Anda tidak dapat melihatnya tetapi masih ada. Chip duduk tepat di bahu Hobbs, cornerback tahun kedua dengan Raiders yang dengan cepat memantapkan dirinya di antara yang terbaik NFL di posisinya.

Yang merupakan bagian yang aneh, mengingat berapa banyak tempat yang dia isi di sekunder.

Hudson adalah pelatih sekunder di Western Kentucky, posisi yang mirip dengan yang dipegangnya saat mengajar Hobbs di Illinois.

Itu adalah satu-satunya tawaran Power Five yang diterima Hobbs — yang tidak masuk tim universitas sekolah menengah sampai musim pertama — diterima dari Male High School di Louisville, Kentucky.

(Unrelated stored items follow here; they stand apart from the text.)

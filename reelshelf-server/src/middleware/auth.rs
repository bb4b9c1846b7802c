use axum::{
    extract::{Request, State},
    http::header,
    middleware::Next,
    response::{IntoResponse, Response},
};
use reelshelf_core::users::User;

use crate::infra::app_state::AppState;
use crate::infra::errors::AppError;

/// Resolve the bearer token into the calling account. Inserts both the
/// [`reelshelf_core::auth::AuthenticatedUser`] and its [`User`] into the
/// request extensions.
pub async fn require_auth(
    State(state): State<AppState>,
    mut request: Request,
    next: Next,
) -> Result<Response, AppError> {
    let token = extract_bearer_token(&request)
        .map(str::to_owned)
        .ok_or_else(|| AppError::unauthorized("Authentication required"))?;

    let current = state
        .auth_service
        .authenticate(&token)
        .await?
        .ok_or_else(|| AppError::unauthorized("Invalid or expired token"))?;

    request.extensions_mut().insert(current.user.clone());
    request.extensions_mut().insert(current);

    Ok(next.run(request).await)
}

/// Must be layered inside [`require_auth`].
pub async fn require_admin(request: Request, next: Next) -> Response {
    let is_admin = match request.extensions().get::<User>() {
        Some(user) => user.is_admin(),
        None => {
            return AppError::unauthorized("Authentication required")
                .into_response();
        }
    };

    if !is_admin {
        return AppError::forbidden("Admin access required").into_response();
    }

    next.run(request).await
}

fn extract_bearer_token(request: &Request) -> Option<&str> {
    let value = request
        .headers()
        .get(header::AUTHORIZATION)?
        .to_str()
        .ok()?;

    let token = value.strip_prefix("Bearer ")?.trim();
    (!token.is_empty()).then_some(token)
}
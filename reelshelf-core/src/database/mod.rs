//! Persistence: repository ports and their SQLite adapters.

pub mod infrastructure;
pub mod ports;

pub use infrastructure::sqlite::SqliteDatabase;
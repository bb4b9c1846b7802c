use std::fmt;
use std::sync::Arc;

use crate::catalog::MediaType;
use crate::catalog::normalize::UNTITLED;
use crate::database::ports::{BookmarksRepository, UsersRepository};
use crate::error::{CoreError, Result};

use super::model::{Bookmark, MAX_BOOKMARK_TITLE_LEN, NewBookmark};
use super::validate_content_id;

#[derive(Clone)]
pub struct BookmarkService {
    bookmarks: Arc<dyn BookmarksRepository>,
    users: Arc<dyn UsersRepository>,
}

impl fmt::Debug for BookmarkService {
    fn fmt(&self, f: &mut fmt::Formatter<'_>) -> fmt::Result {
        f.debug_struct("BookmarkService").finish_non_exhaustive()
    }
}

impl BookmarkService {
    pub fn new(
        bookmarks: Arc<dyn BookmarksRepository>,
        users: Arc<dyn UsersRepository>,
    ) -> Self {
        Self { bookmarks, users }
    }

    pub async fn list(&self, user_id: i64) -> Result<Vec<Bookmark>> {
        self.bookmarks.list_for_user(user_id).await
    }

    /// Bookmark an item. Re-adding returns the existing bookmark.
    pub async fn add(
        &self,
        user_id: i64,
        request: &NewBookmark,
    ) -> Result<Bookmark> {
        validate_content_id(&request.content_id)?;

        let title: String = match request.title.trim() {
            "" => UNTITLED.to_string(),
            t => t.chars().take(MAX_BOOKMARK_TITLE_LEN).collect(),
        };
        let poster_path = request
            .poster_path
            .as_deref()
            .map(str::trim)
            .filter(|p| !p.is_empty())
            .map(str::to_string);

        self.bookmarks
            .add(
                user_id,
                &NewBookmark {
                    content_type: request.content_type,
                    content_id: request.content_id.clone(),
                    title,
                    poster_path,
                },
            )
            .await
    }

    pub async fn remove(
        &self,
        user_id: i64,
        content_type: MediaType,
        content_id: &str,
    ) -> Result<()> {
        if self
            .bookmarks
            .remove(user_id, content_type, content_id)
            .await?
        {
            Ok(())
        } else {
            Err(CoreError::NotFound(format!(
                "bookmark {content_type}/{content_id}"
            )))
        }
    }

    pub async fn is_bookmarked(
        &self,
        user_id: i64,
        content_type: MediaType,
        content_id: &str,
    ) -> Result<bool> {
        self.bookmarks
            .exists(user_id, content_type, content_id)
            .await
    }

    /// Another user's bookmarks, visible to anyone.
    pub async fn public_list(&self, user_id: i64) -> Result<Vec<Bookmark>> {
        if self.users.get_user_by_id(user_id).await?.is_none() {
            return Err(CoreError::NotFound(format!("user {user_id}")));
        }
        self.bookmarks.list_for_user(user_id).await
    }
}
//! Translation between fixed-size client pages and upstream batches.
//!
//! Clients always page in units of `page_size`. Upstream catalogs are read in
//! batches of `batch_size` (a multiple of `page_size`), so one upstream batch
//! can back several consecutive client pages.

use serde::{Deserialize, Serialize};

/// TMDB refuses to serve pages past this number.
pub const TMDB_MAX_PAGES: u64 = 500;
/// Fixed TMDB result page length.
pub const TMDB_PAGE_LEN: u32 = 20;

/// Position inside an upstream listing, in the unit the upstream understands.
#[derive(Debug, Clone, Copy, PartialEq, Eq, Hash, Serialize, Deserialize)]
pub enum UpstreamCursor {
    /// 1-based page number (TMDB).
    Page(u32),
    /// 0-based item offset (Google Books, Open Library).
    Offset(u32),
}

/// The slice of one upstream batch that backs a client page.
#[derive(Debug, Clone, Copy, PartialEq, Eq)]
pub struct PageWindow {
    pub batch_index: u32,
    pub start: usize,
    pub end: usize,
}

impl PageWindow {
    pub fn for_page(page: u32, page_size: u32, batch_size: u32) -> Self {
        let page = page.max(1);
        let page_size = page_size.max(1);
        let batch_size = batch_size.max(page_size);

        let offset = u64::from(page - 1) * u64::from(page_size);
        let batch_index = (offset / u64::from(batch_size)) as u32;
        let start = (offset % u64::from(batch_size)) as usize;

        Self {
            batch_index,
            start,
            end: start + page_size as usize,
        }
    }

    /// Clamp the window to the items actually present in a batch.
    pub fn slice<'a, T>(&self, items: &'a [T]) -> &'a [T] {
        let start = self.start.min(items.len());
        let end = self.end.min(items.len());
        &items[start..end]
    }
}

/// `hasNext` from an authoritative upstream total.
pub fn has_next_from_total(page: u32, page_size: u32, total: u64) -> bool {
    u64::from(page) * u64::from(page_size) < total
}

/// Approximate `hasNext` for sources without a trustworthy total: more
/// items remain in the current batch, or the batch came back full and the
/// upstream offered another cursor. A full final batch yields one extra
/// empty page before paging stops.
pub fn has_next_heuristic(
    window: &PageWindow,
    batch_len: usize,
    raw_len: usize,
    batch_size: u32,
    next_cursor: Option<UpstreamCursor>,
) -> bool {
    if window.end < batch_len {
        return true;
    }
    raw_len >= batch_size as usize && next_cursor.is_some()
}
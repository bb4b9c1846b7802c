use argon2::{
    Algorithm, Argon2, Params, ParamsBuilder, Version,
    password_hash::{
        PasswordHash, PasswordHasher, PasswordVerifier, SaltString,
    },
};
use base64::{Engine, engine::general_purpose::URL_SAFE_NO_PAD};
use hmac::{Hmac, Mac};
use password_hash::Error as PasswordHashError;
use rand::{TryRngCore, rngs::OsRng};
use sha2::Sha256;
use thiserror::Error;
use zeroize::Zeroizing;

/// Centralized cryptographic helper for account credentials.
///
/// - Argon2id for password hashing with a server-side pepper.
/// - HMAC-SHA-256 for hashing opaque session tokens before persistence.
/// - Random session token generation.
#[derive(Debug)]
pub struct AuthCrypto {
    argon2: Argon2<'static>,
    password_pepper: Zeroizing<Vec<u8>>,
    token_hmac_key: Zeroizing<Vec<u8>>,
}

#[derive(Debug, Error)]
pub enum AuthCryptoError {
    #[error("password pepper must not be empty")]
    EmptyPasswordPepper,
    #[error("token HMAC key must not be empty")]
    EmptyTokenKey,
    #[error("invalid Argon2 parameters: {0}")]
    InvalidArgon2Params(String),
    #[error("password hashing error: {0}")]
    PasswordHash(String),
    #[error("random source failure: {0}")]
    Random(String),
    #[error("invalid HMAC key: {0}")]
    Hmac(String),
}

impl From<PasswordHashError> for AuthCryptoError {
    fn from(err: PasswordHashError) -> Self {
        AuthCryptoError::PasswordHash(err.to_string())
    }
}

impl AuthCrypto {
    const DEFAULT_MEMORY_KIB: u32 = 64 * 1024; // 64 MiB
    const DEFAULT_ITERATIONS: u32 = 3;
    const DEFAULT_PARALLELISM: u32 = 1;
    const SALT_LENGTH: usize = password_hash::Salt::RECOMMENDED_LENGTH;
    const SESSION_TOKEN_BYTES: usize = 32;

    /// Build a helper with default Argon2id parameters.
    pub fn new(
        password_pepper: impl AsRef<[u8]>,
        token_hmac_key: impl AsRef<[u8]>,
    ) -> Result<Self, AuthCryptoError> {
        Self::with_params(
            password_pepper,
            token_hmac_key,
            ParamsBuilder::new()
                .m_cost(Self::DEFAULT_MEMORY_KIB)
                .t_cost(Self::DEFAULT_ITERATIONS)
                .p_cost(Self::DEFAULT_PARALLELISM)
                .output_len(32)
                .build()
                .map_err(|err| {
                    AuthCryptoError::InvalidArgon2Params(err.to_string())
                })?,
        )
    }

    /// Build a helper with caller-specified Argon2 parameters (integration
    /// tests use cheap parameters).
    pub fn with_params(
        password_pepper: impl AsRef<[u8]>,
        token_hmac_key: impl AsRef<[u8]>,
        params: Params,
    ) -> Result<Self, AuthCryptoError> {
        let pepper = password_pepper.as_ref();
        if pepper.is_empty() {
            return Err(AuthCryptoError::EmptyPasswordPepper);
        }

        let key = token_hmac_key.as_ref();
        if key.is_empty() {
            return Err(AuthCryptoError::EmptyTokenKey);
        }

        let argon2 =
            Argon2::new(Algorithm::Argon2id, Version::default(), params);

        Ok(Self {
            argon2,
            password_pepper: Zeroizing::new(pepper.to_vec()),
            token_hmac_key: Zeroizing::new(key.to_vec()),
        })
    }

    fn peppered(&self, password: &str) -> Zeroizing<Vec<u8>> {
        let mut material = Zeroizing::new(Vec::with_capacity(
            password.len() + self.password_pepper.len(),
        ));
        material.extend_from_slice(password.as_bytes());
        material.extend_from_slice(&self.password_pepper);
        material
    }

    /// Hash a password using Argon2id with a random salt and the shared
    /// pepper. The resulting PHC string is suitable for storage.
    pub fn hash_password(
        &self,
        password: &str,
    ) -> Result<String, AuthCryptoError> {
        let material = self.peppered(password);

        let mut salt_bytes = [0u8; Self::SALT_LENGTH];
        OsRng
            .try_fill_bytes(&mut salt_bytes)
            .map_err(|err| AuthCryptoError::Random(err.to_string()))?;
        let salt = SaltString::encode_b64(&salt_bytes)
            .map_err(AuthCryptoError::from)?;
        let hash = self.argon2.hash_password(&material, &salt)?.to_string();
        Ok(hash)
    }

    /// Verify a password against a stored hash, applying the shared pepper.
    pub fn verify_password(
        &self,
        password: &str,
        password_hash: &str,
    ) -> Result<bool, AuthCryptoError> {
        let parsed = PasswordHash::new(password_hash)?;
        let material = self.peppered(password);

        Ok(self.argon2.verify_password(&material, &parsed).is_ok())
    }

    /// Generate a fresh opaque bearer token (URL-safe base64, no padding).
    pub fn generate_session_token(&self) -> Result<String, AuthCryptoError> {
        let mut bytes = Zeroizing::new([0u8; Self::SESSION_TOKEN_BYTES]);
        OsRng
            .try_fill_bytes(bytes.as_mut())
            .map_err(|err| AuthCryptoError::Random(err.to_string()))?;
        Ok(URL_SAFE_NO_PAD.encode(bytes.as_ref()))
    }

    /// Hash an opaque bearer token with HMAC-SHA-256. The hex digest is what
    /// gets persisted.
    pub fn hash_token(&self, token: &str) -> Result<String, AuthCryptoError> {
        type HmacSha256 = Hmac<Sha256>;

        let mut mac = HmacSha256::new_from_slice(&self.token_hmac_key)
            .map_err(|err| AuthCryptoError::Hmac(err.to_string()))?;
        mac.update(token.as_bytes());

        let digest = mac.finalize().into_bytes();
        Ok(hex::encode(digest))
    }
}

Harus mencari orang percaya saat itu juga.

Berikan pujian di tempat yang seharusnya: Sering kali mereka gagal dengan pilihan tinggi menjadi sangat salah, mantan pelatih Raiders Jon Gruden dan manajer umum Mike Mayock mencetak emas pepatah ketika memilih Hobbs di putaran kelima draft 2021. Dia adalah pilihan ke-167 secara keseluruhan.

Melewatinya

“Saya tidak akan melupakan orang-orang yang dibawa sebelum saya,” kata Hobbs dalam panggilan perkenalan dengan media. “Saya sangat berterima kasih kepada Raiders karena telah mengambil kesempatan. Mereka tidak akan menyesalinya. Mereka mendapatkan underdog terbaik yang pernah mereka buat.”

Saya tidak bisa membayangkan berapa banyak tim yang masih menendang diri mereka sendiri karena melewatinya. Dia terbatas pada lima pertandingan sebagai senior di Illinois karena cedera bahu. Mungkin itu sebabnya dia tergelincir.

Tapi seluruh resume kuliahnya sebagai starter tiga tahun di Sepuluh Besar (166 tekel, tiga intersep) menunjukkan bahwa penilaiannya gagal. Mungkin buruk.

“Saya mencoba membuktikan diri saya setiap hari karena ini adalah dunia apa yang telah Anda lakukan untuk saya akhir-akhir ini dan pasti liga apa yang telah Anda lakukan untuk saya akhir-akhir ini,” kata Hobbs minggu ini. “Semakin tua saya, semakin saya menyadari bahwa saya tidak bisa membiarkan apa yang orang lain pikirkan mengendalikan saya. Apakah itu buruk atau semua hal baik yang mereka katakan tentang saya sekarang.

“Bagus jika pekerjaan Anda diakui. Tapi saya ingin menjadi salah satu yang terbaik. Saya memiliki drive itu. Aku hanya harus tetap membumi. Rendah hati. Itu akan membawaku melewatinya.”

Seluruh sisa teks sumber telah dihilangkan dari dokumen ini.